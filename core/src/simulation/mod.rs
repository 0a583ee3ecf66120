pub mod drift;
pub mod simulator;
pub mod task;

pub use drift::{DriftConfig, DriftSample, DriftSource, FixedDrift, RandomDrift};
pub use simulator::{TelemetrySimulator, TickReport};
pub use task::SimulatorTask;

### What the task requires
Here the job is to restate all of the data word for word.

### Exercise response
filename core/src/simulation/mod.rs
repository 0a583ee3ecf66120
pub mod drift;
pub mod simulator;
pub mod task;

pub use drift::{DriftConfig, DriftSample, DriftSource, FixedDrift, RandomDrift};
pub use simulator::{TelemetrySimulator, TickReport};
pub use task::SimulatorTask;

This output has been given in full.